Cucurbit Genetics Cooperative Report 10:80 (article 41) 1987
H. M. Munger
Departments of Plant Breeding And Vegetable Crops, Cornell University, Ithaca, NY 14583
R. Provvidenti
New York State Agricultural Experiment Station, Cornell University, Geneva, NY 14456
Since Provvidenti et al (1) reported resistance to zucchini yellow mosaic virus (ZYMV) in a C. moschata from Nigeria (‘Nigerian Local’), work has been underway to transfer resistance to Butternut squash, also C. moschata. Butternut has never shown the high susceptibility to cucumber mosaic virus that we see regularly in C. pepo, but it is extremely susceptible to ZYMV. Butternut seedlings in greenhouse tests are frequently killed by ZYMV, and plants infected naturally at flowering time in the field in 1985 produced almost no fruit. Consequently there seems to be some urgency to breed a resistant Butternut.
The F1 of Nigerian Local X Waltham Butternut (WBN) showed clear symptoms of ZYMV, much less severe than on WBN but far greater than on Nigerian, suggesting partial dominance that might permit selection during successive backcrossing. The F1 of the BC1 was started in the greenhouse and inoculated and selected there, with 24 classified as resistant and 23 susceptible. These were transplanted to the field, alternating individual resistant and susceptible plants. Differences between the 2 groups were maintained throughout the season, but differences in extent of growth appeared within the resistant group, suggesting modifier genes for a single basic resistance gene. As the resistant plants did not set fruit well, most backcrosses were made with their pollen and only a few obtained because of severe ZYM on uninoculated Butternut growing in another field to serve as female parent.

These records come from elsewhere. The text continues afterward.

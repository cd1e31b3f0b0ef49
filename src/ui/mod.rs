use std::io::{self, Write};

use anyhow::Error;

use crate::maintenance::MaintenanceOutcome;
use crate::report::ReportRunSummary;
use crate::select::HostSelection;

#[derive(Debug, Clone)]
pub struct UiConfig {
    pub quiet: bool,
    pub verbose: bool,
}

pub fn eprintln_error(err: &Error) {
    let mut stderr = io::stderr().lock();
    let _ = writeln!(stderr, "error:");
    let _ = writeln!(stderr, "  {err}");

    let mut causes = err.chain().skip(1).peekable();
    if causes.peek().is_some() {
        let _ = writeln!(stderr, "caused by:");
        for cause in causes {
            let _ = writeln!(stderr, "  - {cause}");
        }
    }
}

pub fn print_report_summary(summary: &ReportRunSummary, cfg: &UiConfig) {
    if cfg.quiet {
        return;
    }
    let mut out = io::stdout().lock();
    let _ = writeln!(
        out,
        "delta: {} ({} new rows, {} hosts affected)",
        summary.delta_path,
        summary.delta_rows,
        summary.hosts.len()
    );
    match (&summary.vlog_path, summary.vlog_valid) {
        (Some(path), true) => {
            let _ = writeln!(out, "verification log: {path}");
        }
        _ => {
            let _ = writeln!(
                out,
                "verification log: none (checkboxes will not be pre-selected)"
            );
        }
    }
    if summary.host_reports_skipped {
        let _ = writeln!(out, "host reports skipped");
    } else {
        let _ = writeln!(out, "rendered: {} host report(s)", summary.rendered.len());
        for failure in &summary.failed {
            let _ = writeln!(out, "failed: {} ({})", failure.host, failure.error);
        }
    }
    if cfg.verbose {
        for note in &summary.notes {
            let _ = writeln!(out, "note: {note}");
        }
    }
}

pub fn print_host_selection(selection: &HostSelection, cfg: &UiConfig) {
    if cfg.quiet {
        return;
    }
    let mut out = io::stdout().lock();
    let _ = writeln!(
        out,
        "downtime hosts ({}): {}",
        selection.downtime.len(),
        selection.downtime.join(", ")
    );
    let _ = writeln!(
        out,
        "snapshot hosts ({}): {}",
        selection.snapshot.len(),
        selection.snapshot.join(", ")
    );
}

pub fn print_maintenance_outcome(outcome: &MaintenanceOutcome, planned: &[String], cfg: &UiConfig) {
    if cfg.quiet {
        return;
    }
    let mut out = io::stdout().lock();
    for line in planned {
        let _ = writeln!(out, "{line}");
    }
    if !outcome.downtime_ok.is_empty() || !outcome.downtime_failed.is_empty() {
        let _ = writeln!(
            out,
            "downtimes: {} ok, {} failed",
            outcome.downtime_ok.len(),
            outcome.downtime_failed.len()
        );
    }
    if !outcome.snapshot_ok.is_empty() || !outcome.snapshot_failed.is_empty() {
        let _ = writeln!(
            out,
            "snapshots: {} ok, {} failed",
            outcome.snapshot_ok.len(),
            outcome.snapshot_failed.len()
        );
    }
    for failure in outcome
        .downtime_failed
        .iter()
        .chain(outcome.snapshot_failed.iter())
    {
        let _ = writeln!(out, "failed: {} ({})", failure.host, failure.error);
    }
}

Six BC2 F1 progenies were grown in the greenhouse in the early months of 1986. All had approximately 50% resistant plants for a total of 73 resistant to 66 susceptible. Once again, little fruit set on the resistant plants and their male flowers were used to pollinate Waltham Butternut and Puritan Butternut. Their BC3 F1 progenies were started and inoculated in the greenhouse for the 1986 field planting, with 17 resistant plants represented in the parentage. Of these, only 2 failed to give approximately 50% resistant plants. Exact counts were not made because over 500 plants were grown and some discarded before it was clear how they should be classified. A better site than that of 1985 was chosen for growing the resistant segregates and there was no problem in getting self-pollinated fruit on them. Nine selfs giving the BC3 F2 generation planted in the greenhouse in December 1986 were chosen on the basis of their similarity to Waltham BN and Puritan in size, shape, color, and quality of cooked flesh. When symptoms appeared after ZYMV inoculation, plants were classified as follows:
40 homozygous resistant (slight mottling of older leaves but symptomless young leaves
91 heterozygous resistant (definite mottling of young leaves but little stunting)
37 susceptible (strong mottling and stunting or death).
The 9 progenies all had some apparently homozygous resistant plants and were traceable to 5 different resistant segregates in the BC2. These results indicate that a single gene when homozygous in C. moschata confers a high level of resistance to ZYMV and cast doubts on the original thought that additional modifiers were needed.
We have attempted to transfer resistance from Nigerian Local to various C. pepo summer squashes. We have found in BC2 F2 progenies infected segregates with vastly better growth than the C. pepo parents and presumably carrying the resistance gene from C. moschata. However the best of these do not approach the growth or freedom from mottling found in F2 plants of the third backcross to Butternut.
Literature Cited
- Provvidenti, R., D. Gonsalves, and H. S. Humaydan. 1983. Occurrence of zucchini yellow mosaic virus in the United States. Cucurbit Genetics Coop. Rept. 6:99.